The 2024 presidential election, in the estimation of Paul Rosenzweig, a senior counsel during the investigation of President Bill Clinton and an assistant deputy secretary in the Department of Homeland Security in the administration of George W. Bush, isn’t a referendum on Joe Biden. It isn’t even a referendum, he said, on Donald Trump. “This election,” he told me, “is a referendum on the rule of law.”

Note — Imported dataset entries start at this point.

//! Code generator: reproduces the renderer's calls as ImGui.NET (C#) statements.
//!
//! [`CodeWriter`] is a [`DrawSurface`]; generation runs the renderer's own
//! dispatch against it with [`Placement::RAW`]. Widgets never report changes.

use crate::element::{Element, ElementKind, binding_name};
use crate::error::SurfaceError;
use crate::render::{self, Placement};
use crate::surface::{ColorValue, DrawSurface, Font, StyleColor, StyleVar};
use egui::{Pos2, Vec2};

pub(crate) const HEADER: &str =
    "// ImGui code generated by imgui RAD Designer\n// Add this code to your ImGui render loop\n\n";

pub(crate) const EMPTY_PLACEHOLDER: &str =
    "// No elements defined\n// Use the designer to add elements\n";

/// Text sink that turns draw calls into statements, one per line.
pub(crate) struct CodeWriter<'a> {
    out: &'a mut String,
}

impl<'a> CodeWriter<'a> {
    pub fn new(out: &'a mut String) -> Self {
        Self { out }
    }

    fn line(&mut self, s: &str) {
        self.out.push_str(s);
        self.out.push('\n');
    }
}

fn vector4(color: ColorValue) -> String {
    match color {
        ColorValue::Opaque(c) => format!(
            "new Vector4({}/255f, {}/255f, {}/255f, 1.0f)",
            c.r, c.g, c.b
        ),
        ColorValue::Transparent => "new Vector4(0, 0, 0, 0)".to_owned(),
    }
}

fn pop_args(count: usize) -> String {
    if count == 1 {
        String::new()
    } else {
        count.to_string()
    }
}

impl DrawSurface for CodeWriter<'_> {
    fn begin_frame(&mut self) -> Result<(), SurfaceError> {
        Ok(())
    }

    fn set_cursor_pos(&mut self, pos: Pos2) {
        self.line(&format!(
            "ImGui.SetCursorPos(new Vector2({}f, {}f));",
            pos.x, pos.y
        ));
    }

    fn push_style_color(&mut self, slot: StyleColor, color: ColorValue) {
        self.line(&format!(
            "ImGui.PushStyleColor({}, {});",
            slot.imgui_name(),
            vector4(color)
        ));
    }

    fn pop_style_color(&mut self, count: usize) {
        self.line(&format!("ImGui.PopStyleColor({});", pop_args(count)));
    }

    fn push_style_var(&mut self, var: StyleVar, value: Vec2) {
        self.line(&format!(
            "ImGui.PushStyleVar({}, new Vector2({}, {}));",
            var.imgui_name(),
            value.x,
            value.y
        ));
    }

    fn pop_style_var(&mut self, count: usize) {
        self.line(&format!("ImGui.PopStyleVar({});", pop_args(count)));
    }

    fn push_font(&mut self, font: Font) {
        match font {
            Font::Bold => self.line("ImGui.PushFont(ImGui.GetIO().Fonts.Fonts[0]);"),
        }
    }

    fn pop_font(&mut self) {
        self.line("ImGui.PopFont();");
    }

    fn button(&mut self, label: &str, size: Vec2) -> bool {
        self.line(&format!(
            "if (ImGui.Button(\"{label}\", new Vector2({}f, {}f)))",
            size.x, size.y
        ));
        self.line("{");
        self.line(&format!("    // Handle button click for: {label}"));
        self.line("}");
        false
    }

    fn text(&mut self, text: &str) {
        self.line(&format!("ImGui.Text(\"{text}\");"));
    }

    fn input_text(
        &mut self,
        label: &str,
        value: &mut String,
        max_length: usize,
        password: bool,
    ) -> bool {
        let var = binding_name(label, ElementKind::InputText.binding_fallback());
        self.line(&format!("string {var}Value = \"{value}\";"));
        let flags = if password {
            ", ImGuiInputTextFlags.Password"
        } else {
            ""
        };
        self.line(&format!(
            "ImGui.InputText(\"{label}\", ref {var}Value, {max_length}{flags});"
        ));
        false
    }

    fn checkbox(&mut self, label: &str, checked: &mut bool) -> bool {
        let var = binding_name(label, ElementKind::Checkbox.binding_fallback());
        self.line(&format!("bool {var}Value = {checked};"));
        self.line(&format!("ImGui.Checkbox(\"{label}\", ref {var}Value);"));
        false
    }

    fn slider_float(&mut self, label: &str, value: &mut f32, min: f32, max: f32) -> bool {
        let var = binding_name(label, ElementKind::Slider.binding_fallback());
        self.line(&format!("float {var}Value = {value}f;"));
        self.line(&format!(
            "ImGui.SliderFloat(\"{label}\", ref {var}Value, {min}f, {max}f);"
        ));
        false
    }

    fn combo(&mut self, label: &str, current: &mut usize, items: &[String]) -> bool {
        let var = binding_name(label, ElementKind::ComboBox.binding_fallback());
        let quoted = items
            .iter()
            .map(|item| format!("\"{item}\""))
            .collect::<Vec<_>>()
            .join(", ");
        self.line(&format!("string[] {var}Items = {{ {quoted} }};"));
        self.line(&format!("int {var}Selected = {current};"));
        self.line(&format!(
            "ImGui.Combo(\"{label}\", ref {var}Selected, {var}Items, {});",
            items.len()
        ));
        false
    }

    fn end_frame(&mut self) -> Result<(), SurfaceError> {
        Ok(())
    }

    fn render(&mut self) -> Result<(), SurfaceError> {
        Ok(())
    }
}

/// Regenerates the code text into `out`, reusing its allocation.
pub(crate) fn generate_into(out: &mut String, elements: &[Element]) {
    out.clear();
    out.push_str(HEADER);
    if elements.is_empty() {
        out.push_str(EMPTY_PLACEHOLDER);
        return;
    }
    let mut writer = CodeWriter::new(out);
    for element in elements {
        writer.line(&format!("// {}: {}", element.kind(), element.code_name()));
        render::draw_element(&mut writer, element, Placement::RAW);
        writer.line("");
    }
}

More unnerving, though, than even that is an idea that has coursed through my conversations over these past several months: That referendum might already be over. Democracy’s on the ballot, many have taken to saying — Biden just said it last week — but democracy, and democratic institutions, as political scientist Brian Klaas put it to me, “can’t function properly if only part of the country believes in them.” And it’s possible that some critical portion of the population does not, or will not, no matter what happens between now and next November, believe in the verdicts or other outcomes rendered by those institutions. What if Trump is convicted? What if he’s not? What if he’s not convicted and then gets elected? What if he is and wins anyway? More disquieting than what might be on the ballot, it turns out, is actually what might not.
“Our democracy rests on a foundation of trust — trust in elections, trust in institutions,” Bassin said. “And you know what scares me the most about Trump? It’s not the sledgehammer he’s taken to the structure of our national house,” he told me. “It’s the termites he’s unleashed into the foundation.”